The question of how a central and undeniable fact of history – such as Manchester’s position as a commercial hub within the slavery economy – is buried under nostalgia for a more wholesome, moral, righteous past is not, of course, limited to either Manchester or slavery. The tendency to hail moments of occasional progress as though they discounted the decades of oppression that made such moments necessary is an all too common trait among powerful countries.

As the Caribbean historian Eric Williams observed, “the British historians wrote almost as if Britain had introduced Negro slavery solely for the satisfaction of abolishing it.” In his landmark 1944 study, Capitalism and Slavery, Williams – later to become the first prime minister of Trinidad and Tobago – saw how quickly Britain’s identity as the world’s pre-eminent slave-trading power had been eclipsed by a moral and humanitarian story centred on abolition. It defined itself not by the immoral ways it had enriched itself for centuries but by its decision to stop doing the worst of those things, even as it kept the riches.

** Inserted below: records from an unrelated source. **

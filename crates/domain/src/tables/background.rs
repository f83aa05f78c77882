use serde::{Deserialize, Serialize};

/// A character background: skills, tools, starting gear and a narrative feature.
#[derive(Debug, Clone, PartialEq, Eq, Serialize, Deserialize)]
#[serde(rename_all = "camelCase")]
pub struct BackgroundDefinition {
    pub name: String,
    pub skills: Vec<String>,
    pub tools: Vec<String>,
    pub equipment: Vec<String>,
    pub feature: String,
}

Britain makes little to no sense without its racial history. It is there in our literature, from Rhoda Swartz, the “rich wolly-haired mulatto” heiress from St Kitts in Vanity Fair, to Bertha Mason, the “discoloured” creole wife of Edward Rochester, with her “blackened” face from Jamaica, who is hidden in the attic in Jane Eyre. It is there in the turn-of-the century world’s fairs where colonial subjects were shipped to Europe as exhibits, complete with grass skirts and mud huts.

You can even see it in the 1964 Disney musical Mary Poppins, where Admiral Boom, seeing Dick Van Dyke and the other chimney sweeps with sooty faces dancing on rooftops, bellows: “We’re being attacked by Hottentots,” and then fires at them; and when the bankers Fidelity Fiduciary serenade the children with the promise that if they invest their money with them they will help build: “Railways through Africa / Dams across the Nile … / Majestic, self-amortizing canals / Plantations of ripening tea.”

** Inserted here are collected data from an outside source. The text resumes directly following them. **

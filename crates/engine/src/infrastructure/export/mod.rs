//! Character export: JSON records and plain-text sheets.

mod json_exporter;
mod sheet;

use std::path::{Path, PathBuf};

use forge_domain::Character;

use crate::infrastructure::ports::ExportError;

pub use json_exporter::{export_json, import_json, ImportedCharacter};
pub use sheet::{render_sheet, CharacterSheet};

#[derive(Debug, Clone, Copy, PartialEq, Eq)]
pub enum ExportFormat {
    Json,
    Sheet,
}

impl ExportFormat {
    pub fn suffix(&self) -> &'static str {
        match self {
            Self::Json => "_character.json",
            Self::Sheet => "_ficha.txt",
        }
    }

    pub fn render(&self, character: &Character) -> Result<String, ExportError> {
        match self {
            Self::Json => export_json(character),
            Self::Sheet => Ok(render_sheet(character)),
        }
    }
}

/// File name for an export: whitespace runs in the name become `_`.
pub fn export_file_name(character: &Character, format: ExportFormat) -> String {
    let stem = character
        .name()
        .as_str()
        .split_whitespace()
        .collect::<Vec<_>>()
        .join("_");
    format!("{}{}", stem, format.suffix())
}

/// Write `character` into `dir` and return the created path.
pub async fn write_export(
    dir: &Path,
    character: &Character,
    format: ExportFormat,
) -> Result<PathBuf, ExportError> {
    let path = dir.join(export_file_name(character, format));
    let contents = format.render(character)?;
    tokio::fs::create_dir_all(dir)
        .await
        .map_err(|e| ExportError::Io(e.to_string()))?;
    tokio::fs::write(&path, contents)
        .await
        .map_err(|e| ExportError::Io(e.to_string()))?;
    Ok(path)
}

#[cfg(test)]
mod tests {
    use super::*;
    use chrono::{TimeZone, Utc};
    use forge_domain::{
        AbilityScores, Alignment, AssemblyOptions, CharacterId, CharacterRequest, DomainError,
        GenerationMethod, ReferenceTables,
    };
    use serde_json::Value;
    use uuid::Uuid;

    fn rebuild(json: &str) -> Result<Character, DomainError> {
        let fallback_now = Utc
            .with_ymd_and_hms(2030, 1, 1, 0, 0, 0)
            .single()
            .expect("valid timestamp");
        import_json(json).expect("parsed").rebuild(
            &ReferenceTables::builtin(),
            CharacterId::from_uuid(Uuid::from_u128(99)),
            fallback_now,
            AssemblyOptions::default(),
        )
    }

    fn character(name: Option<&str>) -> Character {
        let tables = ReferenceTables::builtin();
        let mut request = CharacterRequest::new(
            "Elfo",
            "Mago",
            "Sabio",
            Alignment::ChaoticGood,
            AbilityScores::new([8, 14, 13, 15, 12, 10]),
        );
        if let Some(name) = name {
            request = request.with_name(name);
        }
        let now = Utc
            .with_ymd_and_hms(2025, 3, 1, 12, 0, 0)
            .single()
            .expect("valid timestamp");
        Character::assemble(
            &tables,
            request,
            CharacterId::from_uuid(Uuid::from_u128(7)),
            now,
            AssemblyOptions::default(),
        )
        .expect("valid character")
    }

    #[test]
    fn file_names_collapse_whitespace() {
        let c = character(Some("Lyra   de  la Luna"));
        assert_eq!(
            export_file_name(&c, ExportFormat::Json),
            "Lyra_de_la_Luna_character.json"
        );
        assert_eq!(
            export_file_name(&c, ExportFormat::Sheet),
            "Lyra_de_la_Luna_ficha.txt"
        );
    }

    #[test]
    fn placeholder_name_is_used_in_file_name() {
        let c = character(None);
        assert_eq!(export_file_name(&c, ExportFormat::Json), "Elfo_el_Mago_character.json");
    }

    #[test]
    fn export_then_import_preserves_character() {
        let c = character(Some("Lyra"));
        let json = export_json(&c).expect("export");
        assert!(json.contains("\"race\": \"Elfo\""));
        assert_eq!(rebuild(&json).expect("rebuilt"), c);
    }

    #[test]
    fn import_rejects_unknown_race() {
        let json = export_json(&character(Some("Lyra"))).expect("export");
        let mut value: Value = serde_json::from_str(&json).expect("json");
        value["race"] = Value::from("Marciano");

        let err = rebuild(&value.to_string()).expect_err("unknown race");
        assert_eq!(err, DomainError::invalid_key("race", "Marciano"));
    }

    #[test]
    fn import_recomputes_edited_derived_fields() {
        let c = character(Some("Lyra"));
        let json = export_json(&c).expect("export");
        let mut value: Value = serde_json::from_str(&json).expect("json");
        value["derived"]["hitPoints"] = Value::from(999);
        value["derived"]["armorClass"] = Value::from(30);
        value["features"] = serde_json::json!(["Invencible"]);
        value["classFeatures"] = serde_json::json!(["Deseo"]);

        let imported = rebuild(&value.to_string()).expect("rebuilt");
        assert_eq!(imported.hit_points(), c.hit_points());
        assert_eq!(imported.armor_class(), c.armor_class());
        assert!(imported.features().is_empty());
        assert_eq!(imported, c);
    }

    #[test]
    fn import_checks_scores_and_chaos_extras() {
        let json = export_json(&character(Some("Lyra"))).expect("export");
        let mut value: Value = serde_json::from_str(&json).expect("json");
        value["abilityScores"]["dexterity"] = Value::from(99);
        let err = rebuild(&value.to_string()).expect_err("out of range");
        assert!(matches!(err, DomainError::OutOfRangeScore { score: 99, .. }));

        value["abilityScores"]["dexterity"] = Value::from(14);
        value["method"] = Value::from(GenerationMethod::Chaos.as_str());
        value["features"] = serde_json::json!(["Invencible"]);
        let err = rebuild(&value.to_string()).expect_err("unlisted chaos feature");
        assert!(matches!(err, DomainError::Validation(_)));
    }

    #[test]
    fn import_without_id_or_timestamp_uses_fallbacks() {
        let json = export_json(&character(Some("Lyra"))).expect("export");
        let mut value: Value = serde_json::from_str(&json).expect("json");
        if let Some(obj) = value.as_object_mut() {
            obj.remove("id");
            obj.remove("createdAt");
        }
        let imported = rebuild(&value.to_string()).expect("rebuilt");
        assert_eq!(imported.id(), CharacterId::from_uuid(Uuid::from_u128(99)));
        assert_eq!(imported.created_at().format("%Y").to_string(), "2030");
    }

    #[test]
    fn import_rejects_missing_or_blank_identity() {
        let json = export_json(&character(Some("Lyra"))).expect("export");
        let mut value: Value = serde_json::from_str(&json).expect("json");

        value["class"] = Value::String("  ".to_string());
        let err = import_json(&value.to_string()).expect_err("blank class");
        assert!(matches!(err, ExportError::MissingField("class")));

        if let Some(obj) = value.as_object_mut() {
            obj.remove("name");
        }
        let err = import_json(&value.to_string()).expect_err("missing name");
        assert!(matches!(err, ExportError::MissingField("name")));

        let err = import_json("not json").expect_err("malformed");
        assert!(matches!(err, ExportError::Serialization(_)));
    }

    #[test]
    fn sheet_lists_abilities_and_combat_numbers() {
        let c = character(Some("Lyra"));
        let sheet = render_sheet(&c);
        assert!(sheet.contains("NOMBRE: Lyra"));
        assert!(sheet.contains("ALINEAMIENTO: Caótico Bueno"));
        assert!(sheet.contains("FUE: 8 (-1)"));
        assert!(sheet.contains("INT: 15 (+2)"));
        // Mago: d6 + CON +1, AC 10 + DEX +2, Elfo speed 30
        assert!(sheet.contains("PUNTOS DE GOLPE: 7/7"));
        assert!(sheet.contains("CLASE DE ARMADURA: 12"));
        assert!(sheet.contains("VELOCIDAD: 30 ft"));
        assert!(sheet.contains("BONIFICADOR DE COMPETENCIA: +2"));
        assert!(!sheet.contains("CARACTERÍSTICAS ESPECIALES"));
    }

    #[tokio::test]
    async fn write_export_creates_named_file() {
        let dir = tempfile::tempdir().expect("tempdir");
        let c = character(Some("Lyra Luna"));
        let path = write_export(dir.path(), &c, ExportFormat::Sheet)
            .await
            .expect("write");
        assert!(path.ends_with("Lyra_Luna_ficha.txt"));
        let text = tokio::fs::read_to_string(&path).await.expect("read");
        assert!(text.starts_with("====="));
    }
}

But Britain struggles to see itself as so many others see it. It has studiously eschewed an honest, accurate reckoning with what it has done, where it has been, and what that means for what it is and where we are. Indeed our determined avoidance of this history tells us almost as much about who we are as the history itself. “The essential characteristic of a nation is that all its individuals must have many things in common,” wrote the 19th-century French scholar Ernest Renan. “And must have forgotten many things as well.”

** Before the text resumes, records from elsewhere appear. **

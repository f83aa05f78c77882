//! Ability score generation and random characters

mod point_buy;
mod random;
mod scores;

pub use point_buy::{total_cost, validate_point_buy, PointBuy, POINT_BUY_MAX, POINT_BUY_MIN};
pub use random::{
    random_name, FixedChoices, GenerationOptions, RandomCharacterGenerator, CHAOS_EQUIPMENT,
    CHAOS_FEATURES, FIRST_NAMES, LAST_NAMES,
};
pub use scores::{
    chaos_scores, roll_scores, standard_array, GenerationMethod, ScoreGeneration, ROLLED_MAX,
    ROLLED_MIN,
};
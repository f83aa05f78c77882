//! Testability ports for injecting time and randomness.

use chrono::{DateTime, Utc};
use uuid::Uuid;

// =============================================================================
// Testability Ports
// =============================================================================

#[cfg_attr(test, mockall::automock)]
pub trait ClockPort: Send + Sync {
    fn now(&self) -> DateTime<Utc>;
}

#[cfg_attr(test, mockall::automock)]
pub trait RandomPort: Send + Sync {
    /// A value in the inclusive range `min..=max`.
    fn gen_range(&self, min: i32, max: i32) -> i32;
    fn gen_uuid(&self) -> Uuid;
}

/// Adapt a [`RandomPort`] to the closure shape the domain generators take.
pub fn rng_fn(random: &dyn RandomPort) -> impl FnMut(i32, i32) -> i32 + '_ {
    move |min, max| random.gen_range(min, max)
}
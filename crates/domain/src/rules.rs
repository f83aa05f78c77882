//! Level-1 derivation rules.

/// Lowest score any character may carry.
pub const SCORE_MIN: i32 = 1;
/// Highest score any character may carry.
pub const SCORE_MAX: i32 = 30;

/// Ability modifier: `floor((score - 10) / 2)`.
pub fn ability_modifier(score: i32) -> i32 {
    score.saturating_sub(10).div_euclid(2)
}

pub fn proficiency_bonus(level: u8) -> i32 {
    ((i32::from(level.max(1)) - 1) / 4) + 2
}

/// First-level hit points: full hit die plus the Constitution modifier.
///
/// With `clamp` set the result never drops below 1.
pub fn starting_hit_points(hit_die: u8, constitution_modifier: i32, clamp: bool) -> i32 {
    let hp = i32::from(hit_die) + constitution_modifier;
    if clamp {
        hp.max(1)
    } else {
        hp
    }
}

/// Armor class without armor or shield.
pub fn unarmored_armor_class(dexterity_modifier: i32) -> i32 {
    10 + dexterity_modifier
}

/// Render a modifier with an explicit sign ("+2", "-1", "+0").
pub fn signed(modifier: i32) -> String {
    if modifier >= 0 {
        format!("+{}", modifier)
    } else {
        modifier.to_string()
    }
}

#[cfg(test)]
mod tests {
    use super::*;

    #[test]
    fn ability_modifier_calculation() {
        assert_eq!(ability_modifier(1), -5);
        assert_eq!(ability_modifier(3), -4);
        assert_eq!(ability_modifier(8), -1);
        assert_eq!(ability_modifier(9), -1);
        assert_eq!(ability_modifier(10), 0);
        assert_eq!(ability_modifier(11), 0);
        assert_eq!(ability_modifier(12), 1);
        assert_eq!(ability_modifier(18), 4);
        assert_eq!(ability_modifier(30), 10);
        assert_eq!(ability_modifier(i32::MIN), i32::MIN / 2);
        assert_eq!(ability_modifier(20), 5);
    }

    #[test]
    fn proficiency_bonus_progression() {
        assert_eq!(proficiency_bonus(1), 2);
        assert_eq!(proficiency_bonus(4), 2);
        assert_eq!(proficiency_bonus(5), 3);
        assert_eq!(proficiency_bonus(17), 6);
    }

    #[test]
    fn hit_points_clamp_only_when_requested() {
        assert_eq!(starting_hit_points(10, 0, true), 10);
        assert_eq!(starting_hit_points(6, -4, false), 2);
        assert_eq!(starting_hit_points(6, -4, true), 2);
        assert_eq!(starting_hit_points(2, -4, false), -2);
        assert_eq!(starting_hit_points(2, -4, true), 1);
    }

    #[test]
    fn signed_modifiers() {
        assert_eq!(signed(2), "+2");
        assert_eq!(signed(0), "+0");
        assert_eq!(signed(-1), "-1");
        assert_eq!(unarmored_armor_class(-1), 9);
    }
}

But is this really mere forgetfulness? Or something more deliberate? This is not the accidental, absent-minded misplacement of a fact. The transatlantic trade in human beings for profit doesn’t slip one’s mind, momentarily, like an elusive name or date. A nation does not forget centuries of slavery as a person might forget an umbrella. The nation sets about the task with great prejudice. After all, there are a good many things that predated this particular racial journey, from 1066 to the Wars of the Roses, that we do remember well.

Even the British empire – for all that its history has been contested and concealed – is far more visible in our cultural memory than slavery. The late Black British novelist Andrea Levy, whose most celebrated work, Small Island, is an exploration of the lived experience of empire during the second world war, once told me that she had avoided writing about slavery for most of her career, largely because she feared she would not find an audience.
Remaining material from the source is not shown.